Republished from my old zorg.org site.
I found this interview with kernel hacker Alan Cox in 1999 whilst sorting through some of the cruft in my home directory. It was was from the now defunct LinuxUK site and as the interview is no longer available there I have put a copy up here.
This edition of Interview is with one of the main contributers to the development of the Linux Kernel. He is a man who spends countless hours hacking away at the Kernel making it as near perfect as he can. It is for sure that Alan is one of those people who is a ‘true developer'; in it for the experience and not the money…a trait that so many Linux developers are part of.

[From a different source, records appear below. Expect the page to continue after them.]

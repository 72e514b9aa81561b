//! Per-object sideband header (spec §3.2, §4.2).
//!
//! Mirrors `OME_Header` from the original runtime: a `mark_next` worklist
//! link (spec §4.5) followed by three bitfields packed into a second word
//! (`size`, `scan_offset`, `scan_size`), built with `modular_bitfield` the
//! way the teacher packs `HeapObjectHeader`'s size/mark bits. Whether an
//! object is marked lives in the heap's separate mark bitmap (spec §4.3),
//! not in the header itself — the header only carries the worklist link
//! and the object's shape.

use modular_bitfield::prelude::*;

/// Bits available to `size`/`scan_offset`/`scan_size`. Objects whose body
/// would not fit are routed through [`crate::bigobject`] instead, which
/// carries full-width `usize` fields.
pub const HEAP_SIZE_BITS: u8 = 10;
pub const MAX_INLINE_SIZE: u32 = (1u32 << HEAP_SIZE_BITS) - 1;

/// Sentinel `mark_next` value meaning "not currently on the worklist"
/// (spec §4.5, the original's `OME_MARK_LIST_NULL`).
pub const MARK_LIST_NULL: u32 = u32::MAX;

#[bitfield(bits = 32)]
#[derive(Clone, Copy)]
pub struct PackedFields {
    pub size: B10,
    pub scan_offset: B10,
    pub scan_size: B10,
    #[skip]
    __: B2,
}

/// One header word immediately preceding an object's body in the arena.
///
/// `size` is the body size in words, not counting the header itself.
/// `scan_offset`/`scan_size` describe the pointer-bearing window scanned
/// by the marker and fixed up by the compactor (spec §4.2); objects with
/// no pointer slots have `scan_size == 0`. A padding header used to fill
/// alignment gaps has `size == 0` and is never marked or scanned.
#[derive(Clone, Copy)]
#[repr(C)]
pub struct ObjectHeader {
    pub mark_next: u32,
    packed: PackedFields,
}

impl ObjectHeader {
    pub const WORDS: usize = std::mem::size_of::<ObjectHeader>() / std::mem::size_of::<usize>();

    #[inline]
    pub fn new(size: u32, scan_offset: u32, scan_size: u32) -> ObjectHeader {
        debug_assert!(size <= MAX_INLINE_SIZE);
        debug_assert!(scan_offset <= MAX_INLINE_SIZE);
        debug_assert!(scan_size <= MAX_INLINE_SIZE);
        ObjectHeader {
            mark_next: MARK_LIST_NULL,
            packed: PackedFields::new()
                .with_size(size)
                .with_scan_offset(scan_offset)
                .with_scan_size(scan_size),
        }
    }

    /// A zero-size padding header used to fill alignment gaps during
    /// compaction (spec §4.2 "Padding header").
    #[inline]
    pub fn padding() -> ObjectHeader {
        ObjectHeader {
            mark_next: MARK_LIST_NULL,
            packed: PackedFields::new(),
        }
    }

    #[inline]
    pub fn size(&self) -> u32 {
        self.packed.size()
    }

    #[inline]
    pub fn set_size(&mut self, size: u32) {
        debug_assert!(size <= MAX_INLINE_SIZE);
        self.packed.set_size(size);
    }

    #[inline]
    pub fn scan_offset(&self) -> u32 {
        self.packed.scan_offset()
    }

    #[inline]
    pub fn scan_size(&self) -> u32 {
        self.packed.scan_size()
    }

    #[inline]
    pub fn set_scan_size(&mut self, scan_size: u32) {
        debug_assert!(scan_size <= MAX_INLINE_SIZE);
        self.packed.set_scan_size(scan_size);
    }

    /// Padding headers are skipped by both the marker and the compactor
    /// (spec §4.2).
    #[inline]
    pub fn is_padding(&self) -> bool {
        self.size() == 0
    }

    /// True while this header is linked into the mark worklist (spec
    /// §4.5); once drained, `mark_next` is reset to [`MARK_LIST_NULL`] but
    /// the heap's mark bitmap bit remains set for the rest of the cycle.
    #[inline]
    pub fn on_worklist(&self) -> bool {
        self.mark_next != MARK_LIST_NULL
    }
}

impl Default for ObjectHeader {
    fn default() -> Self {
        ObjectHeader::padding()
    }
}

This interview was conducted over email…and the promptness of Alan’s reply was to me surprising due to the fact that he gets so much mail; must have been near the top :- )
Wannabe kernel hackers…here is your inspiration…
1. When did you first get into hacking the Kernel?
I’d always wanted a Unix system but even Minix was out of my price range. I’d spent some time adding unixlike stuff to the Amiga I had but wasnt bold enough to write an entire new OS. When Linux 0.11 & 386BSD were announced I ordered a 386 box. I couldn’t afford an FPU which 386BSD needed at the time so I installed Linux (off two floppy disks at the time). 0.95 appeared and the university computer society bought a 386 box and I fixed a couple of things. Linus ignored one patch and rejected the other. A while later we were one of the early users of the Linux TCP/IP code, and after Ross Biro quit as the maintainer Fred van Kempen took over, and started doing a big rewrite not fixing the old code. I started maintaining the old code (by virtue of the fact the compsoc machine crashed every 3 hours and we needed to fix it) and Linus started using that. Fred’s rewrite never made it into the kernel.
A pile of old 486 boxes for testing and for stable servers and the like. A Cyrix MediaGX box as console and soundblaster test box (its quite neat that the MediaGX soundblaster cloning is so good its a reliable way to test soundblaster code) and a Cyrix MII as a compile engine and test box – it also runs the web server so I get to find bugs faster.
3. How much time on average a day do you spend hacking?
That varies – normally 8-9 hours a day but sometimes something is almost working, and you’ve nearly pinned down the bug and then its 6am.
4. How do you see the future of Linux developing – the Server or Desktop. or both?
I think both – server and “appliance” first then desktop. It may also find a place in the ‘non computer user’ environment as things like a dedicated mail/web terminal before the PC desktop. Its very easy to configure and you can ship 20 million units of it with no license costs.
5. How does the collaberation between yourself and Linus work in terms of organising which work is done in which area of the Kernel?
The big picture is entirely Linus. Im directly reponsible for some of the little pictures (right now sound and video) and involved in co-ordinating a pile of apparently random things for merging into the main tree. Sometimes I don’t agree with his big picture but since the debates are always technical issues it can always be solved by actual code. “No way” normally means “I cannot conceive of a way to do this or a good reason”. If you have both you can then come back to the debate.
6. What are the primary resources you use when working? Which books/websites etc…
I actually try and avoid books nowdays, .pdf files take less space up and most people provide them downloable. Sometimes documentation on paper is nice but thats normally stuff you need to dig deep into like device manuals – the actual paper sitting around me right now is a 3c527 programming manual, a book about designing macintosh cards and a magento optical disk product manual.
7. If Microsoft offered you a job, what would be your words of reply?
Microsoft did , I said no.
8. Do you actively participate in UK based Linux user groups/conferences/activities?
Not generally – I was at the manchester event last year and at the netproject conference (although not as a speaker).
9. Linux UK has recieved a lot of Email from Linux users in the UK wanting to get into hacking the Linux Kernel. What pointers and advice would you give them?
The Linux Documentation Project (http://sunsite.unc.edu/LDP) has a very good work in progress on the Linux Kernel by Dave Rusling that is well worth a read. The best way to get involved in kernel hacking is probably working on bug fixes or device drivers. Just pick something that annoys you and mend it. In many ways the places that need the most work are documentation and user applications – especially friendly configuration tools. There is a lot of scope. Just pick something that looks interesting and play with it.
10. What does your wife think of all the time you spend on hacking the Kernel?
Read the diary pages – http://www.linux.org.uk/~telsa/Diary/diary.html.
11. What other interests and ambitions do you have?
Anything thats new and different. I tried gardening briefly but it consists mostly of weeding which isnt terribly varied. I’ve been having fun trying to figure chinese, mexican and indian cookery. I’ve not killed anyone yet and the chinese is passable but I have plenty of experiments to do.
12. There has been lots of discussion on you writing a book. What are your most recent thoughts on this?
I’m still not sure. I’ve done magazine articles before but a book is a much much bigger undertaking.